Which seat works best with an in-cabin dog? [United 767-300]
I’d never flown on a 767 before, and I still can’t decide, two days later, what I thought of the experience. What I do know is that getting a seat in at least Economy Plus is crucial for an international flight with a pet: I walked past the Economy seats on my trip to the bathroom, and the pitch was something terrible. I don’t think I could have managed to reach down to Chloe in the space available.
Happily, I was in Seat 19A, in the first Economy Plus row that works for pets (Row 17 has a bulkhead in front of it, and the spaces under the Row 18 seats are entirely occupied by gigantic boxes). The configuration (here’s a SeatGuru map so you can follow along) in the back end of the plane was 2-3-2 (and please note that we were in a two-class 767-300 — there was no separate First Class). The pairs of seats have a shared under-seat space that’s 33” wide. As you can see in this picture, I oriented Chloe’s carrier left-to-right in the space for take-off and landing:
That’s because I had to: The under-seat space in Economy and Economy Plus is essentially wedge-shaped, and complicated, on both sides of the plane, by an electronics box. At the deepest point under the seat (just behind the heels of the person in front of you), the available space is 7.5” tall. At the front of the space (that is, in the plane continuous with your stowed tray table), the available space is 13” tall. That slope is consistent across the shared under-seat spaces of the pairs of seats, except that it’s interrupted in the middle by an electronics box (occupying, more precisely, the area 14”-17″ from the wall of the plane, and 0”-6” from the heels of the people in front of you).
The large SturdiBag worked well because its top, rounded like a Quonset hut, tucked nicely into the wedge-shaped space. Our large Kobi carrier would also have worked well, but a carrier with square shoulders (like our Sleepypod Air, or our Delta Deluxe Sherpa carrier) would have stuck our more into the foot area — though, looking at my picture, I think not so much that a flight attendant would have objected.

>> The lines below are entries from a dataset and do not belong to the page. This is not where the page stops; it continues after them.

impl PolicyConfig {
    /// Exploration rate in effect for the configured mode.
    pub fn effective_epsilon(&self) -> f64 {
        if self.training {
            self.training_epsilon
        } else {
            self.epsilon
        }
    }

    pub fn validate(&self) -> Result<()> {
        for (name, value) in [
            ("epsilon", self.epsilon),
            ("training_epsilon", self.training_epsilon),
        ] {
            if !(0.0..=1.0).contains(&value) {
                return Err(anyhow!("policy {} must lie in [0, 1], got {}", name, value));
            }
        }
        if !(self.alpha > 0.0 && self.alpha <= 1.0) {
            return Err(anyhow!("policy alpha must lie in (0, 1], got {}", self.alpha));
        }
        Ok(())
    }
}

impl Default for PolicyConfig {
    fn default() -> Self {
        Self {
            kind: PolicyKind::default(),
            epsilon: default_epsilon(),
            training_epsilon: default_training_epsilon(),
            alpha: default_alpha(),
            training: false,
            seed: None,
        }
    }
}

/// Parameters for the concurrent deployment fleet.
#[serde_as]
#[derive(Debug, Clone, Serialize, Deserialize)]
pub struct SimulatorConfig {
    #[serde(default = "default_workers")]
    pub workers: usize,
    #[serde(default = "default_success_probability")]
    pub success_probability: f64,
    #[serde(default = "default_min_latency_ms")]
    pub min_latency_ms: u64,
    #[serde(default = "default_max_latency_ms")]
    pub max_latency_ms: u64,
    #[serde(default = "default_min_interval")]
    #[serde_as(as = "DurationMilliSeconds<u64>")]
    pub min_interval: Duration,
    #[serde(default = "default_max_interval")]
    #[serde_as(as = "DurationMilliSeconds<u64>")]
    pub max_interval: Duration,
    #[serde(default = "default_simulation_seed")]
    pub random_seed: u64,
}
//! ---
//! ah_section: "07-resilience-fault-tolerance"
//! ah_subsection: "module"
//! ah_type: "source"
//! ah_scope: "code"
//! ah_description: "Incident detection, uptime tracking and healing strategies."
//! ah_version: "v0.0.0-prealpha"
//! ah_owner: "tbd"
//! ---
use std::fs;
use std::sync::Arc;

use autoheal_bus::{topics, SharedBus};
use autoheal_common::time::{round_ms, timestamp_now};
use autoheal_common::DatasetConfig;
use autoheal_persistence::CsvLog;
use serde::Serialize;
use serde_json::json;
use tracing::{info, warn};

use crate::deployment::{DeploymentRequest, DeploymentResult, DeploymentTrigger};
use crate::metrics::ResilienceMetrics;
use crate::types::{HealingAction, Outcome};

/// Column layout of the healing log.
pub const HEALING_HEADERS: [&str; 4] = ["timestamp", "strategy", "status", "response_time_ms"];

/// Latency reported by a threshold adjustment.
pub const ADJUST_LATENCY_MS: f64 = 200.0;

/// Result of running one healing action.
#[derive(Debug, Clone, Copy, PartialEq, Serialize)]
pub struct HealingReport {
    pub action: HealingAction,
    pub outcome: Outcome,
    pub latency_ms: f64,
}

impl HealingReport {
    pub fn heal_type(&self) -> &'static str {
        self.action.heal_type()
    }

    /// The report viewed as a deployment result for the deployment log.
    pub fn as_deployment(&self) -> DeploymentResult {
        DeploymentResult::new(self.outcome, self.latency_ms)
    }
}

/// Runs healing actions against the monitored dataset.
pub struct HealingExecutor {
    dataset: DatasetConfig,
    trigger: Arc<dyn DeploymentTrigger>,
    healing_log: Arc<CsvLog>,
    bus: SharedBus,
    metrics: Option<ResilienceMetrics>,
}

impl HealingExecutor {
    pub fn new(
        dataset: DatasetConfig,
        trigger: Arc<dyn DeploymentTrigger>,
        healing_log: Arc<CsvLog>,
        bus: SharedBus,
    ) -> Self {
        Self {
            dataset,
            trigger,
            healing_log,
            bus,
            metrics: None,
        }
    }

    pub fn with_metrics(mut self, metrics: ResilienceMetrics) -> Self {
        self.metrics = Some(metrics);
        self
    }

    /// Run `action`, log it and announce completion.
    pub fn execute(&self, action: HealingAction) -> HealingReport {
        info!(
            target: "autoheal::resilience::executor",
            action = %action,
            dataset = %self.dataset.label(),
            "executing healing action"
        );
        let result = match action {
            HealingAction::RetryDeployment => self.redeploy(),
            HealingAction::RestorePreviousVersion => self.restore(),
            HealingAction::AdjustThresholds => {
                DeploymentResult::new(Outcome::Success, ADJUST_LATENCY_MS)
            }
        };
        let report = HealingReport {
            action,
            outcome: result.outcome,
            latency_ms: result.latency_ms,
        };

        if let Err(err) = self.healing_log.append([
            timestamp_now(),
            action.to_string(),
            report.outcome.to_string(),
            round_ms(report.latency_ms).to_string(),
        ]) {
            warn!(error = %err, "unable to append to healing log");
        }
        if let Some(metrics) = &self.metrics {
            metrics.record_healing(action, report.outcome, report.latency_ms);
        }
        info!(
            target: "autoheal::resilience::executor",
            action = %action,
            status = %report.outcome,
            response_time_ms = report.latency_ms,
            heal_type = report.heal_type(),
            "healing completed"
        );
        self.bus.publish(
            topics::HEALING_COMPLETED,
            json!({
                "strategy": action.as_str(),
                "status": report.outcome.as_str(),
                "response_time": report.latency_ms,
                "heal_type": report.heal_type(),
            }),
        );
        report
    }

    fn redeploy(&self) -> DeploymentResult {
        self.trigger.trigger(&DeploymentRequest::healthy())
    }

    fn restore(&self) -> DeploymentResult {
        let backup = self.dataset.backup_path();
        if !backup.exists() {
            warn!(backup = %backup.display(), "no backup available; cannot restore");
            return DeploymentResult::new(Outcome::Failure, 0.0);
        }
        match fs::copy(&backup, &self.dataset.path) {
            Ok(_) => {
                info!(
                    backup = %backup.display(),
                    dataset = %self.dataset.label(),
                    "dataset restored from backup"
                );
                self.redeploy()
            }
            Err(err) => {
                warn!(backup = %backup.display(), error = %err, "restoring backup failed");
                DeploymentResult::new(Outcome::Failure, 0.0)
            }
        }
    }
}

impl std::fmt::Debug for HealingExecutor {
    fn fmt(&self, f: &mut std::fmt::Formatter<'_>) -> std::fmt::Result {
        f.debug_struct("HealingExecutor")
            .field("dataset", &self.dataset)
            .finish_non_exhaustive()
    }
}
//! ---
//! ah_section: "03-persistence-logging"
//! ah_subsection: "module"
//! ah_type: "source"
//! ah_scope: "code"
//! ah_description: "Persistence abstractions and storage bindings."
//! ah_version: "v0.0.0-prealpha"
//! ah_owner: "tbd"
//! ---
use std::fs::{self, File};
use std::io::{BufWriter, Write};
use std::path::Path;

use csv::{ReaderBuilder, WriterBuilder};
use indexmap::IndexMap;
use tracing::warn;

use crate::Result;

/// Row label → column label → value, in file order.
pub type LabeledMatrix = IndexMap<String, IndexMap<String, f64>>;

/// Load a labelled matrix stored as CSV.
///
/// The header row is `<corner>,<column>...`; every following row is
/// `<row label>,<value>...`. Cells that are blank or not numeric are left out
/// of the returned map (with a warning) so callers can backfill them. A
/// missing file, or one whose header cannot be decoded, yields `Ok(None)`.
pub fn load_matrix(path: &Path) -> Result<Option<LabeledMatrix>> {
    let file = match File::open(path) {
        Ok(file) => file,
        Err(err) if err.kind() == std::io::ErrorKind::NotFound => return Ok(None),
        Err(err) => return Err(err.into()),
    };
    let mut reader = ReaderBuilder::new()
        .has_headers(true)
        .flexible(true)
        .from_reader(file);
    let columns: Vec<String> = match reader.headers() {
        Ok(headers) => headers.iter().skip(1).map(|h| h.trim().to_owned()).collect(),
        Err(err) => {
            warn!(path = %path.display(), error = %err, "unreadable matrix header; ignoring file");
            return Ok(None);
        }
    };

    let mut matrix = LabeledMatrix::new();
    for record in reader.records() {
        let record = match record {
            Ok(record) => record,
            Err(err) => {
                warn!(path = %path.display(), error = %err, "skipping malformed matrix row");
                continue;
            }
        };
        let Some(label) = record.get(0).map(str::trim).filter(|l| !l.is_empty()) else {
            warn!(path = %path.display(), "skipping matrix row without a label");
            continue;
        };
        let row = matrix.entry(label.to_owned()).or_default();
        for (column, raw) in columns.iter().zip(record.iter().skip(1)) {
            match raw.trim().parse::<f64>() {
                Ok(value) if value.is_finite() => {
                    row.insert(column.clone(), value);
                }
                _ => warn!(
                    path = %path.display(),
                    row = label,
                    column = %column,
                    raw,
                    "ignoring non-numeric matrix cell"
                ),
            }
        }
    }
    Ok(Some(matrix))
}

/// Persist a labelled matrix, replacing the file atomically.
///
/// Columns are written in first-seen order across all rows; absent cells are
/// written as `0`.
pub fn save_matrix(path: &Path, matrix: &LabeledMatrix) -> Result<()> {
    if let Some(parent) = path.parent() {
        if !parent.as_os_str().is_empty() {
            fs::create_dir_all(parent)?;
        }
    }

    let mut columns: Vec<&str> = Vec::new();
    for row in matrix.values() {
        for column in row.keys() {
            if !columns.contains(&column.as_str()) {
                columns.push(column);
            }
        }
    }

    let staging = path.with_extension("tmp");
    {
        let file = BufWriter::new(File::create(&staging)?);
        let mut writer = WriterBuilder::new().from_writer(file);
        let mut header = vec![""];
        header.extend(columns.iter().copied());
        writer.write_record(&header)?;
        for (label, row) in matrix {
            let mut record = vec![label.clone()];
            record.extend(
                columns
                    .iter()
                    .map(|column| row.get(*column).copied().unwrap_or(0.0).to_string()),
            );
            writer.write_record(&record)?;
        }
        let mut file = writer
            .into_inner()
            .map_err(|err| crate::PersistenceError::Io(err.into_error()))?;
        file.flush()?;
    }
    fs::rename(&staging, path)?;
    Ok(())
}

That same wedge-shaped under-seat space was consistent across the center three seats too, but those seats did not seem to have any electronics boxes under them. The plane was filling up, so I didn’t have the chance to get precise measurements, but as you’ll see in this photo, all three spaces are very wide. Chloe’s large SturdiBag would have fit comfortably (again, oriented left-to-right) in any of them.
I’m adding this to Dog Jaunt’s ongoing series of posts recording airplane under-seat measurements, and I’m tagging it so it appears in Dog Jaunt’s ever-growing collection of pictures of carriers deployed under plane seats.